Philip Hernandez as Carlos and Judy McLane as Lillian in the Michael John LaChiusa-Ellen Fitzhugh song cycle "Los Otros" at Everyman Theatre. (ClintonBPhotography)
“People here are very prideful,” says Center Stage artistic director Kwame Kwei-Armah, the London-bred writer-director who took his current job in 2011. “They want Baltimore to feel like a theatrical town.”
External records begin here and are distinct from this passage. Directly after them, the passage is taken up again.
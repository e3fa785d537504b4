//! String identifiers used on the wire

use serde::{Deserialize, Serialize};
use std::borrow::Borrow;
use std::fmt;
use uuid::Uuid;

macro_rules! string_id {
    ($(#[$meta:meta])* $name:ident) => {
        $(#[$meta])*
        #[derive(Debug, Clone, PartialEq, Eq, Hash, PartialOrd, Ord, Serialize, Deserialize)]
        #[serde(transparent)]
        pub struct $name(String);

        impl $name {
            pub fn new(id: impl Into<String>) -> Self {
                Self(id.into())
            }

            pub fn as_str(&self) -> &str {
                &self.0
            }
        }

        impl fmt::Display for $name {
            fn fmt(&self, f: &mut fmt::Formatter<'_>) -> fmt::Result {
                f.write_str(&self.0)
            }
        }

        impl From<&str> for $name {
            fn from(id: &str) -> Self {
                Self(id.to_string())
            }
        }

        impl From<String> for $name {
            fn from(id: String) -> Self {
                Self(id)
            }
        }

        impl Borrow<str> for $name {
            fn borrow(&self) -> &str {
                &self.0
            }
        }
    };
}

string_id!(
    /// Identifier of a single envelope; also used as the correlation id of responses
    MessageId
);

string_id!(
    /// Identifier of a remote unit (a vehicle) that an operation is addressed to
    TargetId
);

string_id!(
    /// Opaque token handed out by the server for operations it completes later
    ReceiptId
);

impl MessageId {
    /// Generate a fresh random message ID
    pub fn generate() -> Self {
        Self(Uuid::new_v4().to_string())
    }
}
use anyhow::{bail, Result};
use fleet_shared::TargetId;
use ground_station::connection::{ConnectionConfig, ConnectionEvent, ConnectionManager};
use ground_station::upload::{
    ExecutorRegistry, FirmwareUploadExecutor, ParameterUploadExecutor, ShowUploadExecutor,
};
use ground_station::{
    AsyncOperationTracker, HubConfig, JobType, MessageHub, TrackerConfig, UploadOptions,
    UploadOrchestrator,
};
use serde_json::json;
use tracing::{error, info, warn};
use tracing_subscriber::{fmt, prelude::*, EnvFilter};

#[tokio::main]
async fn main() -> Result<()> {
    // Initialize tracing
    tracing_subscriber::registry()
        .with(fmt::layer())
        .with(EnvFilter::from_default_env().add_directive(tracing::Level::INFO.into()))
        .init();

    let mut args = std::env::args().skip(1);
    let config = ConnectionConfig {
        server_addr: args.next().unwrap_or_else(|| "127.0.0.1:5000".into()),
        ..Default::default()
    };
    let mut targets: Vec<TargetId> = args.map(TargetId::from).collect();
    if targets.is_empty() {
        targets = (1..=10).map(|n| TargetId::new(format!("uav-{:02}", n))).collect();
    }

    info!("Ground station starting");

    let hub = MessageHub::new(HubConfig::default());
    let tracker = AsyncOperationTracker::new(hub.clone(), TrackerConfig::default());

    let mut registry = ExecutorRegistry::new();
    registry.register(JobType::SHOW_UPLOAD, ShowUploadExecutor::new(tracker.clone()));
    registry.register(JobType::PARAMETER_UPLOAD, ParameterUploadExecutor::new(tracker.clone()));
    registry.register(JobType::FIRMWARE_UPDATE, FirmwareUploadExecutor::new(tracker));
    let job_types: Vec<&str> = registry.job_types().map(JobType::as_str).collect();
    info!("  Job types: {}", job_types.join(", "));

    let options = UploadOptions {
        auto_retry: true,
        flash_lights_on_failure: true,
        ..Default::default()
    };
    let orchestrator = UploadOrchestrator::new(hub.clone(), registry, options);

    let mut conn = ConnectionManager::start(config, hub.clone());
    info!("  Fleet server: {}", conn.server_addr());

    // Wait for the first connection
    loop {
        match conn.recv().await {
            Some(ConnectionEvent::Connected { address }) => {
                info!("Connected to {}", address);
                break;
            }
            Some(ConnectionEvent::ConnectionFailed { reason }) => {
                warn!("Connection failed: {}", reason);
            }
            Some(ConnectionEvent::Disconnected { reason }) => {
                warn!("Disconnected: {}", reason);
            }
            None => bail!("Connection manager closed"),
        }
    }

    let mut progress = orchestrator.subscribe_progress();
    tokio::spawn(async move {
        while progress.changed().await.is_ok() {
            let counts = *progress.borrow();
            info!(
                "Upload progress: waiting={} queued={} in_progress={} finished={} failed={}",
                counts.waiting_to_start,
                counts.queued,
                counts.in_progress,
                counts.finished,
                counts.failed
            );
        }
    });

    let show = json!({ "name": "demo", "duration": 120 });
    let job = orchestrator.start_job(JobType::SHOW_UPLOAD, show, targets)?;
    let outcome = job.await?;
    info!("Show upload finished: {}", outcome);

    for target in orchestrator.items(ground_station::upload::QueueKind::Failed) {
        if let Some(reason) = orchestrator.error_for(&target) {
            error!("  {}: {}", target, reason);
        }
    }

    conn.shutdown().await;
    hub.dispose();
    Ok(())
}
For $28 million, a lot is new, starting with the name, as the company attaches the city to its brand. (That brand is traveling internationally: Kwei-Armah’s Bob Marley musical, “One Love,” is at England’s Birmingham Repertory Theatre through April 15.) Its historic building has been home to the city’s oldest and most prestigious professional troupe — Baltimore’s Arena Stage, tackling a full range of classics and new works, plays and musicals — since 1975, with a second sizable stage added on the fourth floor in 1991. The new design capitalizes on the vintage brick and iron materials and the ample footprint of the old 1899 Loyola High School and College.
Audiences will appreciate the more open concept of the lobby, which now features a bright “word wall” of famous quotations from plays. Artists — especially emerging playwrights — should benefit from the new option of a 99-seat theater that is affixed to the remodeled Head space on the fourth floor.
“The fourth floor, as a whole, is the new heartbeat of the institution,” Kwei-Armah says. There’s a new light-filled costume shop, the company’s first dedicated education space and a refurbished chapel (an attractive, intimate space for social events).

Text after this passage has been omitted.